Le 18 juillet 1944, les maquisards de la 2402ème compagnie FTPF, informés du passage d’un convoi ferroviaire allemand en direction d’Angoulême, firent sauter la voie ferrée à Puymoreau, commune d’Oradour-sur-Vayres ce qui entraina le déraillement d’un premier train ; un second sommairement « blindé » réussit à s’approcher d’Oradour. Les soldats allemands se replièrent à Oradour-sur-Vayres poursuivis par les maquisards. Les combats durèrent l’après-midi du 18 juillet et la matinée du 19 juillet. Ils reprirent l’après-midi du 19 avec l’intervention des compagnies FTPF basées à Pressac et à Gaboureau ainsi que la compagnie AS de la forêt de Boubon. Malgré l’arrivée de renforts les Allemands évacuèrent Oradour-sur-Vayres en camion et prirent la direction de Limoges
Dans les rangs de la résistance, on dénombra 7 tués André Carreau, Henri Bouby, André Lachaise, Émile Mériot, André Quillard et deux inconnus. Louis Verger grièvement blessé dans les combats fut transporté à l’hôpital des réfugiés de Clairvivre, commune de Salagnac (Dordogne). Cet hôpital et sanatorium avait accueilli en 1940 les hospices civils de Strasbourg et accueillait de nombreux réfugiés. Il constituait vraisemblablement un lieu de soins favorable à la Résistance. Malgré les soins, Louis Verger y décéda le 5 août 1944 des suites de ses blessures.

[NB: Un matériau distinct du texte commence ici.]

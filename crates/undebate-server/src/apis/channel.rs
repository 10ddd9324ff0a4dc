//! Channel membership apis.

use serde_json::Value;

use undebate_proto::split_channel_name;

use crate::error::Error;
use crate::handler::{ApiContext, SocketApi};

/// `unsubscribe (channel)`: remove the caller from a channel.
///
/// Replies `[true]` if the caller was a member, `[false]` otherwise.
#[derive(Debug, Default)]
pub struct Unsubscribe;

impl SocketApi for Unsubscribe {
    fn handle(&self, ctx: &ApiContext<'_>, args: Vec<Value>) -> Result<Vec<Value>, Error> {
        let channel = match args.first() {
            Some(Value::String(channel)) => channel.as_str(),
            _ => return Err(Error::InvalidRequest("unsubscribe needs a channel name".to_string())),
        };
        match split_channel_name(channel) {
            Some((handle, id)) if !handle.is_empty() && !id.is_empty() => {}
            _ => {
                return Err(Error::InvalidRequest(format!(
                    "`{}` is not a handle:id channel",
                    channel
                )))
            }
        }

        Ok(vec![Value::Bool(ctx.leave(channel))])
    }
}
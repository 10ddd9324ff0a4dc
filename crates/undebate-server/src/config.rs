//! Server configuration.

use clap::Parser;
use std::time::Duration;

use undebate_proto::framing::MAX_MESSAGE_SIZE;

/// Default TCP address for the server.
pub const DEFAULT_LISTEN_ADDRESS: &str = "0.0.0.0:3011";

/// Default request timeout in seconds.
pub const DEFAULT_REQUEST_TIMEOUT_SECS: u64 = 30;

/// Default handshake timeout in seconds.
pub const DEFAULT_HANDSHAKE_TIMEOUT_SECS: u64 = 10;

/// Default maximum inbound frame size (4 MB).
pub const DEFAULT_MAX_MESSAGE_SIZE: usize = MAX_MESSAGE_SIZE;

/// Default server identifier reported in the handshake.
pub const DEFAULT_SERVER_ID: &str = "undebate-server";

/// Undebate server configuration.
#[derive(Debug, Clone)]
pub struct ServerConfig {
    /// TCP address to bind to (e.g., "0.0.0.0:3011").
    pub listen_address: String,

    /// Socket-api calls slower than this are logged.
    pub request_timeout: Duration,

    /// Time a new connection has to send its handshake.
    pub handshake_timeout: Duration,

    /// Maximum inbound frame size in bytes.
    pub max_message_size: usize,

    /// Identifier reported to clients in the handshake.
    pub server_id: String,
}

impl ServerConfig {
    /// Create a new server configuration listening on the given address.
    pub fn new(listen_address: impl Into<String>) -> Self {
        Self {
            listen_address: listen_address.into(),
            request_timeout: Duration::from_secs(DEFAULT_REQUEST_TIMEOUT_SECS),
            handshake_timeout: Duration::from_secs(DEFAULT_HANDSHAKE_TIMEOUT_SECS),
            max_message_size: DEFAULT_MAX_MESSAGE_SIZE,
            server_id: DEFAULT_SERVER_ID.to_string(),
        }
    }

    /// Set the listen address.
    pub fn with_listen_address(mut self, address: impl Into<String>) -> Self {
        self.listen_address = address.into();
        self
    }

    /// Set the request timeout.
    pub fn with_request_timeout(mut self, timeout: Duration) -> Self {
        self.request_timeout = timeout;
        self
    }

    /// Set the handshake timeout.
    pub fn with_handshake_timeout(mut self, timeout: Duration) -> Self {
        self.handshake_timeout = timeout;
        self
    }

    /// Set the maximum message size, capped at the protocol limit.
    pub fn with_max_message_size(mut self, size: usize) -> Self {
        self.max_message_size = size.min(MAX_MESSAGE_SIZE);
        self
    }

    /// Set the server identifier.
    pub fn with_server_id(mut self, server_id: impl Into<String>) -> Self {
        self.server_id = server_id.into();
        self
    }

    /// Check the configuration for values the server cannot run with.
    pub fn validate(&self) -> Result<(), crate::Error> {
        if self.listen_address.is_empty() {
            return Err(crate::Error::Config("listen address is empty".to_string()));
        }
        if self.max_message_size == 0 {
            return Err(crate::Error::Config("max message size must be positive".to_string()));
        }
        Ok(())
    }
}

impl Default for ServerConfig {
    fn default() -> Self {
        Self::new(DEFAULT_LISTEN_ADDRESS)
    }
}

/// Command-line arguments for the server.
#[derive(Parser, Debug)]
#[command(name = "undebate-server")]
#[command(version, about = "Undebate socket-api server", long_about = None)]
pub struct Args {
    /// TCP address to bind to.
    #[arg(short, long, default_value = DEFAULT_LISTEN_ADDRESS)]
    pub listen: String,

    /// Request timeout in seconds.
    #[arg(long, default_value_t = DEFAULT_REQUEST_TIMEOUT_SECS)]
    pub timeout: u64,

    /// Handshake timeout in seconds.
    #[arg(long, default_value_t = DEFAULT_HANDSHAKE_TIMEOUT_SECS)]
    pub handshake_timeout: u64,

    /// Maximum message size in megabytes.
    #[arg(long, default_value_t = 4)]
    pub max_message_mb: usize,

    /// Server identifier reported to clients.
    #[arg(long, default_value = DEFAULT_SERVER_ID)]
    pub server_id: String,
}

impl Args {
    /// Convert command-line arguments to server configuration.
    pub fn into_config(self) -> ServerConfig {
        ServerConfig::new(self.listen)
            .with_request_timeout(Duration::from_secs(self.timeout))
            .with_handshake_timeout(Duration::from_secs(self.handshake_timeout))
            .with_max_message_size(self.max_message_mb.saturating_mul(1024 * 1024))
            .with_server_id(self.server_id)
    }
}

#[cfg(test)]
mod tests {
    use super::*;

    #[test]
    fn test_default_config() {
        let config = ServerConfig::default();
        assert_eq!(config.listen_address, DEFAULT_LISTEN_ADDRESS);
        assert_eq!(
            config.request_timeout,
            Duration::from_secs(DEFAULT_REQUEST_TIMEOUT_SECS)
        );
        assert_eq!(config.max_message_size, DEFAULT_MAX_MESSAGE_SIZE);
        assert_eq!(config.server_id, DEFAULT_SERVER_ID);
        assert!(config.validate().is_ok());
    }

    #[test]
    fn test_config_builder() {
        let config = ServerConfig::new("127.0.0.1:0")
            .with_request_timeout(Duration::from_secs(60))
            .with_handshake_timeout(Duration::from_secs(2))
            .with_max_message_size(1024)
            .with_server_id("ssp-1");

        assert_eq!(config.listen_address, "127.0.0.1:0");
        assert_eq!(config.request_timeout, Duration::from_secs(60));
        assert_eq!(config.handshake_timeout, Duration::from_secs(2));
        assert_eq!(config.max_message_size, 1024);
        assert_eq!(config.server_id, "ssp-1");
    }

    #[test]
    fn test_invalid_config() {
        assert!(ServerConfig::new("").validate().is_err());
        assert!(ServerConfig::default()
            .with_max_message_size(0)
            .validate()
            .is_err());
    }

    #[test]
    fn test_args_into_config() {
        let args = Args::parse_from([
            "undebate-server",
            "--listen",
            "127.0.0.1:4000",
            "--timeout",
            "5",
            "--max-message-mb",
            "1",
            "--server-id",
            "test",
        ]);
        let config = args.into_config();

        assert_eq!(config.listen_address, "127.0.0.1:4000");
        assert_eq!(config.request_timeout, Duration::from_secs(5));
        assert_eq!(config.max_message_size, 1024 * 1024);
        assert_eq!(config.server_id, "test");
    }

    #[test]
    fn test_args_message_size_capped() {
        let config = Args::parse_from(["undebate-server", "--max-message-mb", "64"]).into_config();
        assert_eq!(config.max_message_size, MAX_MESSAGE_SIZE);
    }
}
//! Socket apis served by the undebate server.

mod channel;
mod election_doc;

pub use channel::Unsubscribe;

pub use election_doc::{
    validate_election_doc, ElectionQuery, FindAndSetElectionDoc, SubscribeElectionDoc,
    ELECTION_DOC_COMPONENT, MAX_STRING_LEN,
};
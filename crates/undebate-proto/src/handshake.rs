//! Protocol handshake types for connection negotiation.

use rkyv::{Archive, Deserialize, Serialize};

/// Client handshake message sent when establishing a connection.
#[derive(Debug, Clone, PartialEq, Archive, Serialize, Deserialize)]
pub struct Handshake {
    /// Protocol version the client supports.
    pub protocol_version: u32,
    /// Client identifier (for logging and debugging).
    pub client_id: String,
    /// Signed-in user, if any. Write APIs refuse connections without one.
    pub user: Option<String>,
}

impl Handshake {
    /// Create a new anonymous handshake with the current protocol version.
    pub fn new(client_id: impl Into<String>) -> Self {
        Self {
            protocol_version: crate::PROTOCOL_VERSION,
            client_id: client_id.into(),
            user: None,
        }
    }

    /// Create a handshake with a specific protocol version.
    pub fn with_version(protocol_version: u32, client_id: impl Into<String>) -> Self {
        Self {
            protocol_version,
            client_id: client_id.into(),
            user: None,
        }
    }

    /// Attach the signed-in user.
    pub fn with_user(mut self, user: impl Into<String>) -> Self {
        self.user = Some(user.into());
        self
    }
}

/// Server response to a client handshake.
#[derive(Debug, Clone, PartialEq, Archive, Serialize, Deserialize)]
pub struct HandshakeResponse {
    /// Whether the handshake was accepted.
    pub accepted: bool,
    /// Protocol version the server will use for this connection.
    pub protocol_version: u32,
    /// Server identifier.
    pub server_id: String,
    /// Connection id assigned by the server.
    pub connection_id: u64,
    /// Error message if handshake was rejected.
    pub error: Option<String>,
}

impl HandshakeResponse {
    /// Create a successful handshake response.
    pub fn accept(protocol_version: u32, server_id: impl Into<String>, connection_id: u64) -> Self {
        Self {
            accepted: true,
            protocol_version,
            server_id: server_id.into(),
            connection_id,
            error: None,
        }
    }

    /// Create a rejected handshake response.
    pub fn reject(error: impl Into<String>) -> Self {
        Self {
            accepted: false,
            protocol_version: 0,
            server_id: String::new(),
            connection_id: 0,
            error: Some(error.into()),
        }
    }
}

/// Check if a protocol version is compatible with the current version.
pub fn is_version_compatible(client_version: u32, server_version: u32) -> bool {
    client_version == server_version
}

/// Negotiate the protocol version between client and server.
pub fn negotiate_version(client_version: u32, server_version: u32) -> Option<u32> {
    if is_version_compatible(client_version, server_version) {
        Some(server_version)
    } else {
        None
    }
}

Il obtint la mention mort pour la France en novembre 1946. Son nom figure sur le monument aux morts de Saint-Auvent (Haute-Vienne) ainsi que sur le monument commémoratif du jardin d’Orsay à Limoges. Une stèle a été érigée à Oradour-sur-Vayres, avenue du 8 mai 1945, en la mémoire des victimes des combats des 18 et 19 juillet 1944.
Sources

SOURCES : Service historique de la Défense, AVCC Caen AC 21 P 165738 — Mémoire des Hommes — Mémorial genweb — État civil (mairie de Salagnac, Dordogne) — Notes Bernard Pommaret.